Scan the entries below and give the number of lines containing "enum", with no accompanying words.
++++++++++
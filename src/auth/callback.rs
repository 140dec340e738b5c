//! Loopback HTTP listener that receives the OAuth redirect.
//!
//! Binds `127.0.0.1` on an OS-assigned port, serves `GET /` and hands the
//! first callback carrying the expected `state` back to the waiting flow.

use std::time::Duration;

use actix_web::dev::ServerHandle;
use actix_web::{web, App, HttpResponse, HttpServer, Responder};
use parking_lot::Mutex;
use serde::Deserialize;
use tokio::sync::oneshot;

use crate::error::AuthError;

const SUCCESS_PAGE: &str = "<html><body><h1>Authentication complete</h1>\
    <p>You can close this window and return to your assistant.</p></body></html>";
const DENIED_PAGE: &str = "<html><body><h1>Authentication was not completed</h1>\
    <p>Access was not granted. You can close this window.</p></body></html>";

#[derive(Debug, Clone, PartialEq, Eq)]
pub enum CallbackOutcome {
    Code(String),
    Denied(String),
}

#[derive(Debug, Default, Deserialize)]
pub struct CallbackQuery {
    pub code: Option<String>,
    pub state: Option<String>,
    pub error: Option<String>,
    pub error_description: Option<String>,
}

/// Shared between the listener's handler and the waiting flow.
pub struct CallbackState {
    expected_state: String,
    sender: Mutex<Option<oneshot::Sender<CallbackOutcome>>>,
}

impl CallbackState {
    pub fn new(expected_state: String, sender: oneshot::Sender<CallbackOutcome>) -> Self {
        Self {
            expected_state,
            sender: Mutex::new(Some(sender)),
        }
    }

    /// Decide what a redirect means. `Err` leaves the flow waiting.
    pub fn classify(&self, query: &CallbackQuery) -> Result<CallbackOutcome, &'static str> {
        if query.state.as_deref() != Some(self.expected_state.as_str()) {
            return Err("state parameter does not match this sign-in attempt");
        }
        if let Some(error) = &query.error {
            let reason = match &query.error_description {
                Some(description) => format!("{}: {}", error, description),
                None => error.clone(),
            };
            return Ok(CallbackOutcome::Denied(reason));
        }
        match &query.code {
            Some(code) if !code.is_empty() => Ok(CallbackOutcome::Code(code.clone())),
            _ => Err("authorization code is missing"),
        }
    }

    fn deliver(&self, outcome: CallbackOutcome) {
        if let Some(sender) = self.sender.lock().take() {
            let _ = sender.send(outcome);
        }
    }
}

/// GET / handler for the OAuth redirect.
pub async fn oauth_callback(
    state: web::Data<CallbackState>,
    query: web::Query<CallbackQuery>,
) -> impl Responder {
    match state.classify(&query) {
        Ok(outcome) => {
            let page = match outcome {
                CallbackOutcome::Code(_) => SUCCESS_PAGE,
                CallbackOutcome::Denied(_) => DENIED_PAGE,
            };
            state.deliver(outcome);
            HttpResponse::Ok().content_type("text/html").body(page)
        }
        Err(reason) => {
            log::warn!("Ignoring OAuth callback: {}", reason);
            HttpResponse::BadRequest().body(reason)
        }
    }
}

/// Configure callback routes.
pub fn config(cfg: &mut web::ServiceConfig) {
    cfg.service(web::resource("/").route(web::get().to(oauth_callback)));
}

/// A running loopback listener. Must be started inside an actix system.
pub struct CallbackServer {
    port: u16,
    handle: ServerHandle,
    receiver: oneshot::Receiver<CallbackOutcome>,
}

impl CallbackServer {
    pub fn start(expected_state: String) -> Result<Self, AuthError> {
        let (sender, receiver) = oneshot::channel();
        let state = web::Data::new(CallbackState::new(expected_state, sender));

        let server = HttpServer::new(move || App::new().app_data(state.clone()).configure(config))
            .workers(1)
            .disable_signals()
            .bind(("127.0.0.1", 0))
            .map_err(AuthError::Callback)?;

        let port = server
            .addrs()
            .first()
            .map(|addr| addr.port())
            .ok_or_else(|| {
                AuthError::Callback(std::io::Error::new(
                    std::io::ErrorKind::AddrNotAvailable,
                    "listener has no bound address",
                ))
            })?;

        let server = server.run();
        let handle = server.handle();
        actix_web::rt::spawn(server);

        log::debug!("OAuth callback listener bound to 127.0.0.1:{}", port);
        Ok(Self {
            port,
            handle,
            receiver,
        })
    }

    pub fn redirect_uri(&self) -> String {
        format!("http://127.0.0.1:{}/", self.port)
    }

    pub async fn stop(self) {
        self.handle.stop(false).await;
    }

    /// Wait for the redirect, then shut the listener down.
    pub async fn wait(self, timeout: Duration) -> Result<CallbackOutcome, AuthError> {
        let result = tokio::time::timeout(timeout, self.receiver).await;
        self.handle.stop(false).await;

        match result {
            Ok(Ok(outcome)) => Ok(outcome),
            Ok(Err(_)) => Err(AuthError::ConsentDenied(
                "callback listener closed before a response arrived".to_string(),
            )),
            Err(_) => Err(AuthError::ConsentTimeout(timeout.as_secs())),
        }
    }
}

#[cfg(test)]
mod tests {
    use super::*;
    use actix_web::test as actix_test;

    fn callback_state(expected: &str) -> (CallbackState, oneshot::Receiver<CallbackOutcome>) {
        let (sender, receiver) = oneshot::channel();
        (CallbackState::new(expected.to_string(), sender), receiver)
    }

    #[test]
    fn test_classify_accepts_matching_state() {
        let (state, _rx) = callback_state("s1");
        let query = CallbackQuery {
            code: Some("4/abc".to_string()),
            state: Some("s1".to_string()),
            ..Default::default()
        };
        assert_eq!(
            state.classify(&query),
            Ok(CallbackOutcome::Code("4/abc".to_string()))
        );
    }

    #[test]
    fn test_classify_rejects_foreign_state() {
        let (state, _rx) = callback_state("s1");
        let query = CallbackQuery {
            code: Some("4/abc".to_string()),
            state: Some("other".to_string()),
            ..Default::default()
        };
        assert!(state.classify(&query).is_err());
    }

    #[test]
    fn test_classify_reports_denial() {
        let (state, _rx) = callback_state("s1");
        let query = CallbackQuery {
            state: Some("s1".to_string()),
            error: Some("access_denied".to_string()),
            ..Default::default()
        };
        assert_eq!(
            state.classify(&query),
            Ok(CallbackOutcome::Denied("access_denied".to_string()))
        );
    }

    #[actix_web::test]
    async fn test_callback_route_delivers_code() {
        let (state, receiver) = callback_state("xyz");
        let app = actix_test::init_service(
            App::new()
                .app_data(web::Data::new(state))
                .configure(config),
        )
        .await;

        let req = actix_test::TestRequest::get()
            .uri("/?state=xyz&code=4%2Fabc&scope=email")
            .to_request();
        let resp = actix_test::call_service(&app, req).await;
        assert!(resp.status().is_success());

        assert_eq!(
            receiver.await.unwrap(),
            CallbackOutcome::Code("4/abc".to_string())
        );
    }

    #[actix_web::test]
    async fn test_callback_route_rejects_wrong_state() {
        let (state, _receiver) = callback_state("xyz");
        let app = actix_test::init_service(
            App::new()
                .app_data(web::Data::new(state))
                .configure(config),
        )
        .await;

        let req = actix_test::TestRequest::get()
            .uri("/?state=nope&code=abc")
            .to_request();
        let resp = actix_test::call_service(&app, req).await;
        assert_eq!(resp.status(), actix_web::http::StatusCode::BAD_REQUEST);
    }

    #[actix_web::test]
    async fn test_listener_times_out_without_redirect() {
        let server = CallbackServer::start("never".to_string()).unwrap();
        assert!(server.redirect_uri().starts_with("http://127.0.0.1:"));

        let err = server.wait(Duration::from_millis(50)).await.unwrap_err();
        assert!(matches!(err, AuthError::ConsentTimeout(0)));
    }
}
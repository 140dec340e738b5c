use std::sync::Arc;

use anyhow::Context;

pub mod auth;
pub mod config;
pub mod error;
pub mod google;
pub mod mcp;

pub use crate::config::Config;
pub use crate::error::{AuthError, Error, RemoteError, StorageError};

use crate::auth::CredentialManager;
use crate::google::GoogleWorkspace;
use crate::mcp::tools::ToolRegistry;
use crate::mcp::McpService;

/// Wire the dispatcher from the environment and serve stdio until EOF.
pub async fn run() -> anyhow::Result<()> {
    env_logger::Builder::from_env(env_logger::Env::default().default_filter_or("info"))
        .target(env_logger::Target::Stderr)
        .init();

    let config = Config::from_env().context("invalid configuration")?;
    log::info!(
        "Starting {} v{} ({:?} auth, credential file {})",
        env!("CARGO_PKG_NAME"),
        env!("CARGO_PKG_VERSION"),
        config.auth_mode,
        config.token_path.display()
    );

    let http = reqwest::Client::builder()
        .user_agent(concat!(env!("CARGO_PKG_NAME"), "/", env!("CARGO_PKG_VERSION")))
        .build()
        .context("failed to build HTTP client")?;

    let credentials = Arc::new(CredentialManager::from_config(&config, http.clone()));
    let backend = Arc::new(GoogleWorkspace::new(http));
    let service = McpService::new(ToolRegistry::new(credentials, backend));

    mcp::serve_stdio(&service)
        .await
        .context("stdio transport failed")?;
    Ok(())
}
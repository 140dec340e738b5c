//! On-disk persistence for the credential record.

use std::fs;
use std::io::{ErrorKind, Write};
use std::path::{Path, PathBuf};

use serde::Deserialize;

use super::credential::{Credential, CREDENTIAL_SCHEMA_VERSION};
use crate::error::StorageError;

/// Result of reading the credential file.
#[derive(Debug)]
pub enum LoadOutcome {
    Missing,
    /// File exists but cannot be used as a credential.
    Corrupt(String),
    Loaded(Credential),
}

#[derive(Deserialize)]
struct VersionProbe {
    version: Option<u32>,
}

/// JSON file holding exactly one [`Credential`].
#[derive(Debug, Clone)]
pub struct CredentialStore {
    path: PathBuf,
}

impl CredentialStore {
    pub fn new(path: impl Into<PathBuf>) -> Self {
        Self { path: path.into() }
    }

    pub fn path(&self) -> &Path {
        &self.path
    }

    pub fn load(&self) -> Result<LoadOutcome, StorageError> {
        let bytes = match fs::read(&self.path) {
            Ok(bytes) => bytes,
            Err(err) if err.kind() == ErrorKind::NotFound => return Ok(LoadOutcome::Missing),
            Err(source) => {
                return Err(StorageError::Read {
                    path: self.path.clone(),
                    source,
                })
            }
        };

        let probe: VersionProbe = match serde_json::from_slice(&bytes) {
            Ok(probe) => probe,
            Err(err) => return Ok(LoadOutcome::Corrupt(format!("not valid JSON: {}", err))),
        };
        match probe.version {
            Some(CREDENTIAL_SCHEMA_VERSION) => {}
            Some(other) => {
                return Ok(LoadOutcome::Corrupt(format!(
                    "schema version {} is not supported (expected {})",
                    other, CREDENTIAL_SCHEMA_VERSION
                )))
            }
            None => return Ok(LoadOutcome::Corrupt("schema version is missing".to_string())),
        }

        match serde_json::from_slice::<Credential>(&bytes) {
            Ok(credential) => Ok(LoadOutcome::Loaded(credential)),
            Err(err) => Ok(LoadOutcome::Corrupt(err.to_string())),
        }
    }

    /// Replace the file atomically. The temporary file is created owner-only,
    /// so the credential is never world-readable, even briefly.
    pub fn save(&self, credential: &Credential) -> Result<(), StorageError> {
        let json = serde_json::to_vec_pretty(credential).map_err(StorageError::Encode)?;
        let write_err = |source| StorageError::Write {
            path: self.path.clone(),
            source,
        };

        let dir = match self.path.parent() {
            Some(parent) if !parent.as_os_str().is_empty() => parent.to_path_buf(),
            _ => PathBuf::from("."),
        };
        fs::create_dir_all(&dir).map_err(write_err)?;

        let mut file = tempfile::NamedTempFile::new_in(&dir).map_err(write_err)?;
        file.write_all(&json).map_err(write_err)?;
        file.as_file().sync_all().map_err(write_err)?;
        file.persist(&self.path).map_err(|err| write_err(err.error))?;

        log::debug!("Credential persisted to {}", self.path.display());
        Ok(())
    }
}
++++++++++
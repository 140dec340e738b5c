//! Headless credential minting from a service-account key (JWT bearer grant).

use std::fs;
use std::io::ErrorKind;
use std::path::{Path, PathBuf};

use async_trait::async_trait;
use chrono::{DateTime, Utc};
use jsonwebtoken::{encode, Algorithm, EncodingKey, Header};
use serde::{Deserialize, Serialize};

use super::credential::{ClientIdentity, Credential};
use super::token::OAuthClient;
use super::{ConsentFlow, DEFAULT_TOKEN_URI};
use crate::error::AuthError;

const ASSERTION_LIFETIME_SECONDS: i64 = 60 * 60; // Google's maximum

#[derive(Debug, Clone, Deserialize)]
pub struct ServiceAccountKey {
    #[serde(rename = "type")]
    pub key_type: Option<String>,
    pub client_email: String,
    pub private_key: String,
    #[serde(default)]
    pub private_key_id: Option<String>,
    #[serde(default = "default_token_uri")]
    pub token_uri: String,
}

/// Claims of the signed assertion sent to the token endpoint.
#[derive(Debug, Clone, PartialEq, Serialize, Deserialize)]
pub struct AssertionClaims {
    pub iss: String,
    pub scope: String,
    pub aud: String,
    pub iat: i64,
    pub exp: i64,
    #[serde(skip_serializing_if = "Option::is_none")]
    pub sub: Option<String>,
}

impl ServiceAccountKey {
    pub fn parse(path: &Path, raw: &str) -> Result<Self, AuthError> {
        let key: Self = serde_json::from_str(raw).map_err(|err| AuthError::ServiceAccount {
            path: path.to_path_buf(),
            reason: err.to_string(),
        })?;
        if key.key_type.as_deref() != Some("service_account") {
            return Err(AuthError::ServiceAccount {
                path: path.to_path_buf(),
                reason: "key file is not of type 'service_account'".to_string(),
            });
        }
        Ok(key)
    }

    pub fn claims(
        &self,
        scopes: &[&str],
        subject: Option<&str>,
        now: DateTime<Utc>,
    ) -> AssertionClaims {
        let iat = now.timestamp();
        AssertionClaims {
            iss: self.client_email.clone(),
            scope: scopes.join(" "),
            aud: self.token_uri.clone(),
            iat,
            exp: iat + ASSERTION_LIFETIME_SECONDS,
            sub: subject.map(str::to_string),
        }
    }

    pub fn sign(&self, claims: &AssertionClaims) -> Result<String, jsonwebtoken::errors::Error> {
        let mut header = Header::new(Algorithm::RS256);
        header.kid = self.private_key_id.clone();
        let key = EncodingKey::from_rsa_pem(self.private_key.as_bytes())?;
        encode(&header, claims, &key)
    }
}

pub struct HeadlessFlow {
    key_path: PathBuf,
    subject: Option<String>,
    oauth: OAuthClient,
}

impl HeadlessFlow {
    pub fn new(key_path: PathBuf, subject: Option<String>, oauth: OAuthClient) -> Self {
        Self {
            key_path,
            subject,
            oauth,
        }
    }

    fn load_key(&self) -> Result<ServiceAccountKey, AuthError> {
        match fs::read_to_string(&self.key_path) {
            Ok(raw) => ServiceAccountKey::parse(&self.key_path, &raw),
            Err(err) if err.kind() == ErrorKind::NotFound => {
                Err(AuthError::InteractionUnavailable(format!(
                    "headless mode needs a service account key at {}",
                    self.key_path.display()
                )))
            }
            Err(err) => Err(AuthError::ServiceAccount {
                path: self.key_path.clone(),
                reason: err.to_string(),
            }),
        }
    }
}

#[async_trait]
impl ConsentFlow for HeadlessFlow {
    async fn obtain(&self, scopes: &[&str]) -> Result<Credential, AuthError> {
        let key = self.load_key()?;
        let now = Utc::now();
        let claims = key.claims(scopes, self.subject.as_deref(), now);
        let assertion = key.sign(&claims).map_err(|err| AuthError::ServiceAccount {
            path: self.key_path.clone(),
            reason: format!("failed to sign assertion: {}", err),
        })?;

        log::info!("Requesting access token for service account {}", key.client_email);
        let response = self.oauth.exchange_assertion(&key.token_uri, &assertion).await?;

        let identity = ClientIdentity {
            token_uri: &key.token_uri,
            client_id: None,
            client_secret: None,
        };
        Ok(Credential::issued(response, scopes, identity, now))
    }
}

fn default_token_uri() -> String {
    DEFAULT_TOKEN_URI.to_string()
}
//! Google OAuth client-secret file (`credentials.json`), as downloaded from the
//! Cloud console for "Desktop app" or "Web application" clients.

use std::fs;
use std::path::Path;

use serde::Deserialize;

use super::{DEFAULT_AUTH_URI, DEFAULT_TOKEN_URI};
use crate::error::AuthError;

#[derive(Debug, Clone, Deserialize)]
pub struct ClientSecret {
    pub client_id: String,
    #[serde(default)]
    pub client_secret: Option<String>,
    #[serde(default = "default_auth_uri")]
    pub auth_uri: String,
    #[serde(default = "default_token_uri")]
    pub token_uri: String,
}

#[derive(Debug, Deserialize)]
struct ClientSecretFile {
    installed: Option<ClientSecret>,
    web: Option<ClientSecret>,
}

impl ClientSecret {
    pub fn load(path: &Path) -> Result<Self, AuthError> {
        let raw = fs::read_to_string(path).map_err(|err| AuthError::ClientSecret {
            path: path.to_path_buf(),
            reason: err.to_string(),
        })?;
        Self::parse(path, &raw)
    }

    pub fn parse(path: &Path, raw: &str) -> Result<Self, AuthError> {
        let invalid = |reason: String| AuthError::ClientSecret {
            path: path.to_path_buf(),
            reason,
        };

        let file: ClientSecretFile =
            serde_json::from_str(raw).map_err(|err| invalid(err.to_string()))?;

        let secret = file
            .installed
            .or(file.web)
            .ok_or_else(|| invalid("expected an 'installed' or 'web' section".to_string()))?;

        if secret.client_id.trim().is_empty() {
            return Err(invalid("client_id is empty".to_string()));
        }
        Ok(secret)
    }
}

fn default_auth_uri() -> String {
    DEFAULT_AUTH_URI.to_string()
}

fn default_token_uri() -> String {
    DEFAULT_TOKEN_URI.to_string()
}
++++++++++
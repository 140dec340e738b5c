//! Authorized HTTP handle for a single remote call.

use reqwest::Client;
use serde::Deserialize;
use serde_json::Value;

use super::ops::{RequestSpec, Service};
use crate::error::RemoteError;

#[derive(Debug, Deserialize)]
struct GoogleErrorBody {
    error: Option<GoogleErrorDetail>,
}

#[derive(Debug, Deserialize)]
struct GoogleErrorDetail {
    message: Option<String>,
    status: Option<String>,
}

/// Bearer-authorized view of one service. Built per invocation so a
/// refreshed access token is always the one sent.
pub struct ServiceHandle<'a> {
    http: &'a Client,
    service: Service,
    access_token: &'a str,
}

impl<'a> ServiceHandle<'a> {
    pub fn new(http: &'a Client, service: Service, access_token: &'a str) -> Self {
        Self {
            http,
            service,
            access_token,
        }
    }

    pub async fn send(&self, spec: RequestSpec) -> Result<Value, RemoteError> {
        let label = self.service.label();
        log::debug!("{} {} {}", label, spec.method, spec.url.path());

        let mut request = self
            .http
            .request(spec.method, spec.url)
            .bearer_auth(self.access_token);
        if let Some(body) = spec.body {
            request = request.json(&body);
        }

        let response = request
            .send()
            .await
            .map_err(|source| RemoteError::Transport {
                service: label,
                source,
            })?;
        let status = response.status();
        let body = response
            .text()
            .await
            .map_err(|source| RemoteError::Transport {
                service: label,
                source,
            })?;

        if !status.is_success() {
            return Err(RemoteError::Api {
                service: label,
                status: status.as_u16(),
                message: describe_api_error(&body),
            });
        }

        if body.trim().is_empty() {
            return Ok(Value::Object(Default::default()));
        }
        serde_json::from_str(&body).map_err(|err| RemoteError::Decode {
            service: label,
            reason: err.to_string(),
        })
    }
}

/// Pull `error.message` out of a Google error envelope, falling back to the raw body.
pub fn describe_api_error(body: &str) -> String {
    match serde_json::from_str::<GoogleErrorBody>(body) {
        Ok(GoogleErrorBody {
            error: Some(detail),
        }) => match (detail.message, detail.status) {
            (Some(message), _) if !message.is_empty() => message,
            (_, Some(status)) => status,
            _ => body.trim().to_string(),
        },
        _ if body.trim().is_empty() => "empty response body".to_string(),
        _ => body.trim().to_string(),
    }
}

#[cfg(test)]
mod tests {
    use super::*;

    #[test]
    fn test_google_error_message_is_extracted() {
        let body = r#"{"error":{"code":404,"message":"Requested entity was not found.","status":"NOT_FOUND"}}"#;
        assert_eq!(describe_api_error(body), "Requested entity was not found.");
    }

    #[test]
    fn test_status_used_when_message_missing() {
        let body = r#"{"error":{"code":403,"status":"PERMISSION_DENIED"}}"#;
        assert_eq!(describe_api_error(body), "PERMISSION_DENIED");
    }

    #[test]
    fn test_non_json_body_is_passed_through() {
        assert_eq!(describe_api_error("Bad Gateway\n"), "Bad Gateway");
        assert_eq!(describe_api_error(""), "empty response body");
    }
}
++++++++++
Exercise solution: 2